• **Task goal**
Could you return every line of the records below that contains the word "text"?

*** Begin section ***

use std::fmt;

/// Lifecycle states reported by the Tally API. Statuses outside the known set
/// are carried through verbatim so they can still be stored and displayed.
#[derive(Debug, Clone, PartialEq, Eq)]
pub enum ProposalStatus {
    Active,
    Queued,
    Canceled,
    Defeated,
    Executed,
    Expired,
    Succeeded,
    CrossChainExecuted,
    Other(String),
}

/// What the sync engine should do with a proposal in a given status.
#[derive(Debug, Clone, Copy, PartialEq, Eq)]
pub enum StatusClass {
    /// Voting is open; announce the proposal if it has not been announced.
    Active,
    /// Not yet terminal; keep the announcement's vote data fresh.
    Syncable,
    /// Terminal; after one closing update the announcement is left alone.
    Final,
}

impl ProposalStatus {
    /// Parses a raw API status string, case-insensitively.
    pub fn parse(raw: &str) -> Self {
        match raw.to_ascii_uppercase().as_str() {
            "ACTIVE" => Self::Active,
            "QUEUED" => Self::Queued,
            "CANCELED" => Self::Canceled,
            "DEFEATED" => Self::Defeated,
            "EXECUTED" => Self::Executed,
            "EXPIRED" => Self::Expired,
            "SUCCEEDED" => Self::Succeeded,
            "CROSSCHAINEXECUTED" => Self::CrossChainExecuted,
            other => Self::Other(other.to_string()),
        }
    }

    /// Canonical uppercase form, as stored and as returned by the API.
    pub fn as_str(&self) -> &str {
        match self {
            Self::Active => "ACTIVE",
            Self::Queued => "QUEUED",
            Self::Canceled => "CANCELED",
            Self::Defeated => "DEFEATED",
            Self::Executed => "EXECUTED",
            Self::Expired => "EXPIRED",
            Self::Succeeded => "SUCCEEDED",
            Self::CrossChainExecuted => "CROSSCHAINEXECUTED",
            Self::Other(raw) => raw,
        }
    }

    pub fn classify(&self) -> StatusClass {
        match self {
            Self::Active | Self::Queued => StatusClass::Active,
            Self::Canceled
            | Self::Defeated
            | Self::Executed
            | Self::Expired
            | Self::Succeeded
            | Self::CrossChainExecuted => StatusClass::Final,
            Self::Other(_) => StatusClass::Syncable,
        }
    }

    /// Whether a first-time announcement should be posted for this status.
    pub fn is_announceable(&self) -> bool {
        self.classify() == StatusClass::Active
    }

    /// Terminal statuses halt synchronization after one closing update.
    pub fn is_final(&self) -> bool {
        self.classify() == StatusClass::Final
    }

    pub fn is_syncable(&self) -> bool {
        !self.is_final()
    }

    /// Human form for embeds, e.g. "Active" or "Crosschainexecuted".
    pub fn display(&self) -> String {
        let raw = self.as_str();
        if raw.is_empty() {
            return "Unknown".to_string();
        }
        title_case(raw)
    }
}

impl fmt::Display for ProposalStatus {
    fn fmt(&self, f: &mut fmt::Formatter<'_>) -> fmt::Result {
        f.write_str(self.as_str())
    }
}

/// Uppercases the first letter of each word and lowercases the rest. Any
/// non-alphabetic character starts a new word.
fn title_case(text: &str) -> String {
    let mut out = String::with_capacity(text.len());
    let mut at_word_start = true;
    for ch in text.chars() {
        if ch.is_alphabetic() {
            if at_word_start {
                out.extend(ch.to_uppercase());
                at_word_start = false;
            } else {
                out.extend(ch.to_lowercase());
            }
        } else {
            out.push(ch);
            at_word_start = true;
        }
    }
    out
}

#[cfg(test)]
mod tests {
    use super::*;

    #[test]
    fn parse_is_case_insensitive() {
        assert_eq!(ProposalStatus::parse("active"), ProposalStatus::Active);
        assert_eq!(ProposalStatus::parse("Queued"), ProposalStatus::Queued);
        assert_eq!(
            ProposalStatus::parse("crosschainexecuted"),
            ProposalStatus::CrossChainExecuted
        );
    }

    #[test]
    fn unknown_statuses_are_preserved_uppercase() {
        let status = ProposalStatus::parse("pending");
        assert_eq!(status, ProposalStatus::Other("PENDING".to_string()));
        assert_eq!(status.as_str(), "PENDING");
    }

    #[test]
    fn active_and_queued_are_announceable() {
        assert!(ProposalStatus::Active.is_announceable());
        assert!(ProposalStatus::Queued.is_announceable());
        assert!(!ProposalStatus::parse("PENDING").is_announceable());
        assert!(!ProposalStatus::Succeeded.is_announceable());
    }

    #[test]
    fn terminal_statuses_are_final() {
        for raw in [
            "CANCELED",
            "DEFEATED",
            "EXECUTED",
            "EXPIRED",
            "SUCCEEDED",
            "CROSSCHAINEXECUTED",
        ] {
            let status = ProposalStatus::parse(raw);
            assert!(status.is_final(), "{raw} should be final");
            assert!(!status.is_syncable(), "{raw} should not be syncable");
        }
    }

    #[test]
    fn non_terminal_statuses_are_syncable() {
        assert!(ProposalStatus::Active.is_syncable());
        assert!(ProposalStatus::Queued.is_syncable());
        assert!(ProposalStatus::parse("PENDING").is_syncable());
        assert_eq!(
            ProposalStatus::parse("PENDING").classify(),
            StatusClass::Syncable
        );
    }

    #[test]
    fn display_title_cases_the_status() {
        assert_eq!(ProposalStatus::Active.display(), "Active");
        assert_eq!(
            ProposalStatus::CrossChainExecuted.display(),
            "Crosschainexecuted"
        );
        assert_eq!(ProposalStatus::Other(String::new()).display(), "Unknown");
    }
}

*** End section ***

• **Exercise output**
fn title_case(text: &str) -> String {
    let mut out = String::with_capacity(text.len());
    for ch in text.chars() {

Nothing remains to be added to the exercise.